Task: The records that appear below are to be restated word for word.

Task inputs:
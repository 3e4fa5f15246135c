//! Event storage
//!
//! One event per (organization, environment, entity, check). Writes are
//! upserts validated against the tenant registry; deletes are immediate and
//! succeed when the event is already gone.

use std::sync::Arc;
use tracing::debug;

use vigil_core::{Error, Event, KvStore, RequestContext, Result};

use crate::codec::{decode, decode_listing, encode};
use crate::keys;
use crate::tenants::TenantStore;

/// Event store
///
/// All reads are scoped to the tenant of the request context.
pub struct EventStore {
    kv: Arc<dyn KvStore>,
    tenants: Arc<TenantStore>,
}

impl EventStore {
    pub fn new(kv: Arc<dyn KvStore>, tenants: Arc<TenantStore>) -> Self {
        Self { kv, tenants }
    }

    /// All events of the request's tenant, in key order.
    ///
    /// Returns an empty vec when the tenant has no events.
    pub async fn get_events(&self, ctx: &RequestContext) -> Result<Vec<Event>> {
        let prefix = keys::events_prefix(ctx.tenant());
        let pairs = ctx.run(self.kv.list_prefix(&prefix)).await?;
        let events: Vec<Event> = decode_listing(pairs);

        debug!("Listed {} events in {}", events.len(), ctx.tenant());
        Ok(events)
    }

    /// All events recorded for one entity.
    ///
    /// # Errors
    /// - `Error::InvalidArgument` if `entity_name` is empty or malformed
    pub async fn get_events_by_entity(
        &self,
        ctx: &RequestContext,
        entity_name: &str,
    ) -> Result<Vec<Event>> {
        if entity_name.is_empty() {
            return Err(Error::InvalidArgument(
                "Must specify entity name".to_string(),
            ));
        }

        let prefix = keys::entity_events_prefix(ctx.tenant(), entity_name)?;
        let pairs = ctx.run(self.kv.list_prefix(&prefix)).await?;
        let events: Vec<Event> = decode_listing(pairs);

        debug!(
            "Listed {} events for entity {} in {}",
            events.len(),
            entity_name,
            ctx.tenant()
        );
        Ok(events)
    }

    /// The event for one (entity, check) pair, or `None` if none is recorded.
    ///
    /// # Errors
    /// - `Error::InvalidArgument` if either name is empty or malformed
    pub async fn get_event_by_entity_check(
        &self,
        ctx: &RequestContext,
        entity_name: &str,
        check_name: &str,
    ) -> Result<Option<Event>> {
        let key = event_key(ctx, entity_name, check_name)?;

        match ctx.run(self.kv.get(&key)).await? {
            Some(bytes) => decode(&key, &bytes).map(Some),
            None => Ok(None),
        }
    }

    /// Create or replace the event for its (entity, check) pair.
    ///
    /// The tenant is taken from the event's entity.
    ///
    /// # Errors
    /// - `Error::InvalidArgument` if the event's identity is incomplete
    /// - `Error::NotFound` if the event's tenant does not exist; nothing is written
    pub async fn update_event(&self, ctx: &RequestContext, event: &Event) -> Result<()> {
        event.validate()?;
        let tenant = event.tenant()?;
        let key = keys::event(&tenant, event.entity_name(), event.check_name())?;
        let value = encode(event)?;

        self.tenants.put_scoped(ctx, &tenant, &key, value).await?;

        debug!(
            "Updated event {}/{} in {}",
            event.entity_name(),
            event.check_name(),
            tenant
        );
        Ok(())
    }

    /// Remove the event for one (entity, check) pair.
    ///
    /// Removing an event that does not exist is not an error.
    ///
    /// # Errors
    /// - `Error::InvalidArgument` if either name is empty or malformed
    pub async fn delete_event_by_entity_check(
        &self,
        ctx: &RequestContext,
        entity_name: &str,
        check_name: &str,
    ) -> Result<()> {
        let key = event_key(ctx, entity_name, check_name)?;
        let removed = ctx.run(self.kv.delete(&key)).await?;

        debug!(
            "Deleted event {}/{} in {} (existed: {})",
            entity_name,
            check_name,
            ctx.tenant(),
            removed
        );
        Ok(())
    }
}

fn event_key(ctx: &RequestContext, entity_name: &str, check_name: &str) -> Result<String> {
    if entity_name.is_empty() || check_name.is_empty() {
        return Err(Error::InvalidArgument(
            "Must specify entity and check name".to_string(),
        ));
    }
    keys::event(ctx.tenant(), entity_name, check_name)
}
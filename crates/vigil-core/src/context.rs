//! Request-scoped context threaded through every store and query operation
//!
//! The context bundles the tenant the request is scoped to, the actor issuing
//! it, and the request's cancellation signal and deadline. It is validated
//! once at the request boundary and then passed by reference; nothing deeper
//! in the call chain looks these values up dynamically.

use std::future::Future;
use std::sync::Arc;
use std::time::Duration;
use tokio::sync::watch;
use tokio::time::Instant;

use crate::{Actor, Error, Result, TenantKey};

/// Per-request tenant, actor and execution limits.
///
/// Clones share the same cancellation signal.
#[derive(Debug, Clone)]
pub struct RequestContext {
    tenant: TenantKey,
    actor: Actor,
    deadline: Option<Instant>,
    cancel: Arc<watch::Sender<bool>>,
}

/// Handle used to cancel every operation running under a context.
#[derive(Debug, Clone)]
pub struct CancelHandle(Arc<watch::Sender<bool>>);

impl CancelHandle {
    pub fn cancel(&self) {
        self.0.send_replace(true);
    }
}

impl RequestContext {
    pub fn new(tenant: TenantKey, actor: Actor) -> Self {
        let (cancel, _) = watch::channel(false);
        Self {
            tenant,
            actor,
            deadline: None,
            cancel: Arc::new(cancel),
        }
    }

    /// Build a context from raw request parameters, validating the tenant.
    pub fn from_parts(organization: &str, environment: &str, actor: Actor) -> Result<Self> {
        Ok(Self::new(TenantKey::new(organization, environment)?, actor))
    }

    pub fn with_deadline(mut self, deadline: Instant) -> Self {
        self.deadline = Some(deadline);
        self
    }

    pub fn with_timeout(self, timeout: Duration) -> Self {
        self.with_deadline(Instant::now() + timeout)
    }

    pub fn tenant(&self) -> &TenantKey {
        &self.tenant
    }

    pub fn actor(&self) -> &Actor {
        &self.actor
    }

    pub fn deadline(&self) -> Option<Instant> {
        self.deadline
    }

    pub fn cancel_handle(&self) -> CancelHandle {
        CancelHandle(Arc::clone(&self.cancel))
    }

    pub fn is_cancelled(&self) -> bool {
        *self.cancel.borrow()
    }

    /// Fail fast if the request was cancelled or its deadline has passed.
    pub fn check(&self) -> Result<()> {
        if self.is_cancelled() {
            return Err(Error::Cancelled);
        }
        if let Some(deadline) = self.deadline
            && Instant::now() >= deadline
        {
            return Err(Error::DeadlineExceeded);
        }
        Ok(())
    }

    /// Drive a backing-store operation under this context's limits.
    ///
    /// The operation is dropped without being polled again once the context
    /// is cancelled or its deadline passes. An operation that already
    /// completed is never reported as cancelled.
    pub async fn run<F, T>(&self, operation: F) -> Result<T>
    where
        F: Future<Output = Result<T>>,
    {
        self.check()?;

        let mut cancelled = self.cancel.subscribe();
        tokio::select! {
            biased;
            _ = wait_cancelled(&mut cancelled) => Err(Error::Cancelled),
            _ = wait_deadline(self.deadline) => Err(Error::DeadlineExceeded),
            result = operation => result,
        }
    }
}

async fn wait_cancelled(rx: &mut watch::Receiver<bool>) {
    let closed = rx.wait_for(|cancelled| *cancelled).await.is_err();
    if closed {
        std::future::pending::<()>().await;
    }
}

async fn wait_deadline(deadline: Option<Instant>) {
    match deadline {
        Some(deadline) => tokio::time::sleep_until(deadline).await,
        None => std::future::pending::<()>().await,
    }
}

Written response:
repository 3e4fa5f15246135c
//! Event storage
//!
//! One event per (organization, environment, entity, check). Writes are
//! upserts validated against the tenant registry; deletes are immediate and
//! succeed when the event is already gone.

use std::sync::Arc;
use tracing::debug;

use vigil_core::{Error, Event, KvStore, RequestContext, Result};

use crate::codec::{decode, decode_listing, encode};
use crate::keys;
use crate::tenants::TenantStore;

/// Event store
///
/// All reads are scoped to the tenant of the request context.
pub struct EventStore {
    kv: Arc<dyn KvStore>,
    tenants: Arc<TenantStore>,
}

impl EventStore {
    pub fn new(kv: Arc<dyn KvStore>, tenants: Arc<TenantStore>) -> Self {
        Self { kv, tenants }
    }

    /// All events of the request's tenant, in key order.
    ///
    /// Returns an empty vec when the tenant has no events.
    pub async fn get_events(&self, ctx: &RequestContext) -> Result<Vec<Event>> {
        let prefix = keys::events_prefix(ctx.tenant());
        let pairs = ctx.run(self.kv.list_prefix(&prefix)).await?;
        let events: Vec<Event> = decode_listing(pairs);

        debug!("Listed {} events in {}", events.len(), ctx.tenant());
        Ok(events)
    }

    /// All events recorded for one entity.
    ///
    /// # Errors
    /// - `Error::InvalidArgument` if `entity_name` is empty or malformed
    pub async fn get_events_by_entity(
        &self,
        ctx: &RequestContext,
        entity_name: &str,
    ) -> Result<Vec<Event>> {
        if entity_name.is_empty() {
            return Err(Error::InvalidArgument(
                "Must specify entity name".to_string(),
            ));
        }

        let prefix = keys::entity_events_prefix(ctx.tenant(), entity_name)?;
        let pairs = ctx.run(self.kv.list_prefix(&prefix)).await?;
        let events: Vec<Event> = decode_listing(pairs);

        debug!(
            "Listed {} events for entity {} in {}",
            events.len(),
            entity_name,
            ctx.tenant()
        );
        Ok(events)
    }

    /// The event for one (entity, check) pair, or `None` if none is recorded.
    ///
    /// # Errors
    /// - `Error::InvalidArgument` if either name is empty or malformed
    pub async fn get_event_by_entity_check(
        &self,
        ctx: &RequestContext,
        entity_name: &str,
        check_name: &str,
    ) -> Result<Option<Event>> {
        let key = event_key(ctx, entity_name, check_name)?;

        match ctx.run(self.kv.get(&key)).await? {
            Some(bytes) => decode(&key, &bytes).map(Some),
            None => Ok(None),
        }
    }

    /// Create or replace the event for its (entity, check) pair.
    ///
    /// The tenant is taken from the event's entity.
    ///
    /// # Errors
    /// - `Error::InvalidArgument` if the event's identity is incomplete
    /// - `Error::NotFound` if the event's tenant does not exist; nothing is written
    pub async fn update_event(&self, ctx: &RequestContext, event: &Event) -> Result<()> {
        event.validate()?;
        let tenant = event.tenant()?;
        let key = keys::event(&tenant, event.entity_name(), event.check_name())?;
        let value = encode(event)?;

        self.tenants.put_scoped(ctx, &tenant, &key, value).await?;

        debug!(
            "Updated event {}/{} in {}",
            event.entity_name(),
            event.check_name(),
            tenant
        );
        Ok(())
    }

    /// Remove the event for one (entity, check) pair.
    ///
    /// Removing an event that does not exist is not an error.
    ///
    /// # Errors
    /// - `Error::InvalidArgument` if either name is empty or malformed
    pub async fn delete_event_by_entity_check(
        &self,
        ctx: &RequestContext,
        entity_name: &str,
        check_name: &str,
    ) -> Result<()> {
        let key = event_key(ctx, entity_name, check_name)?;
        let removed = ctx.run(self.kv.delete(&key)).await?;

        debug!(
            "Deleted event {}/{} in {} (existed: {})",
            entity_name,
            check_name,
            ctx.tenant(),
            removed
        );
        Ok(())
    }
}

fn event_key(ctx: &RequestContext, entity_name: &str, check_name: &str) -> Result<String> {
    if entity_name.is_empty() || check_name.is_empty() {
        return Err(Error::InvalidArgument(
            "Must specify entity and check name".to_string(),
        ));
    }
    keys::event(ctx.tenant(), entity_name, check_name)
}
filename crates/vigil-core/src/context.rs
//! Request-scoped context threaded through every store and query operation
//!
//! The context bundles the tenant the request is scoped to, the actor issuing
//! it, and the request's cancellation signal and deadline. It is validated
//! once at the request boundary and then passed by reference; nothing deeper
//! in the call chain looks these values up dynamically.

use std::future::Future;
use std::sync::Arc;
use std::time::Duration;
use tokio::sync::watch;
use tokio::time::Instant;

use crate::{Actor, Error, Result, TenantKey};

/// Per-request tenant, actor and execution limits.
///
/// Clones share the same cancellation signal.
#[derive(Debug, Clone)]
pub struct RequestContext {
    tenant: TenantKey,
    actor: Actor,
    deadline: Option<Instant>,
    cancel: Arc<watch::Sender<bool>>,
}

/// Handle used to cancel every operation running under a context.
#[derive(Debug, Clone)]
pub struct CancelHandle(Arc<watch::Sender<bool>>);

impl CancelHandle {
    pub fn cancel(&self) {
        self.0.send_replace(true);
    }
}

impl RequestContext {
    pub fn new(tenant: TenantKey, actor: Actor) -> Self {
        let (cancel, _) = watch::channel(false);
        Self {
            tenant,
            actor,
            deadline: None,
            cancel: Arc::new(cancel),
        }
    }

    /// Build a context from raw request parameters, validating the tenant.
    pub fn from_parts(organization: &str, environment: &str, actor: Actor) -> Result<Self> {
        Ok(Self::new(TenantKey::new(organization, environment)?, actor))
    }

    pub fn with_deadline(mut self, deadline: Instant) -> Self {
        self.deadline = Some(deadline);
        self
    }

    pub fn with_timeout(self, timeout: Duration) -> Self {
        self.with_deadline(Instant::now() + timeout)
    }

    pub fn tenant(&self) -> &TenantKey {
        &self.tenant
    }

    pub fn actor(&self) -> &Actor {
        &self.actor
    }

    pub fn deadline(&self) -> Option<Instant> {
        self.deadline
    }

    pub fn cancel_handle(&self) -> CancelHandle {
        CancelHandle(Arc::clone(&self.cancel))
    }

    pub fn is_cancelled(&self) -> bool {
        *self.cancel.borrow()
    }

    /// Fail fast if the request was cancelled or its deadline has passed.
    pub fn check(&self) -> Result<()> {
        if self.is_cancelled() {
            return Err(Error::Cancelled);
        }
        if let Some(deadline) = self.deadline
            && Instant::now() >= deadline
        {
            return Err(Error::DeadlineExceeded);
        }
        Ok(())
    }

    /// Drive a backing-store operation under this context's limits.
    ///
    /// The operation is dropped without being polled again once the context
    /// is cancelled or its deadline passes. An operation that already
    /// completed is never reported as cancelled.
    pub async fn run<F, T>(&self, operation: F) -> Result<T>
    where
        F: Future<Output = Result<T>>,
    {
        self.check()?;

        let mut cancelled = self.cancel.subscribe();
        tokio::select! {
            biased;
            _ = wait_cancelled(&mut cancelled) => Err(Error::Cancelled),
            _ = wait_deadline(self.deadline) => Err(Error::DeadlineExceeded),
            result = operation => result,
        }
    }
}

async fn wait_cancelled(rx: &mut watch::Receiver<bool>) {
    let closed = rx.wait_for(|cancelled| *cancelled).await.is_err();
    if closed {
        std::future::pending::<()>().await;
    }
}

async fn wait_deadline(deadline: Option<Instant>) {
    match deadline {
        Some(deadline) => tokio::time::sleep_until(deadline).await,
        None => std::future::pending::<()>().await,
    }
}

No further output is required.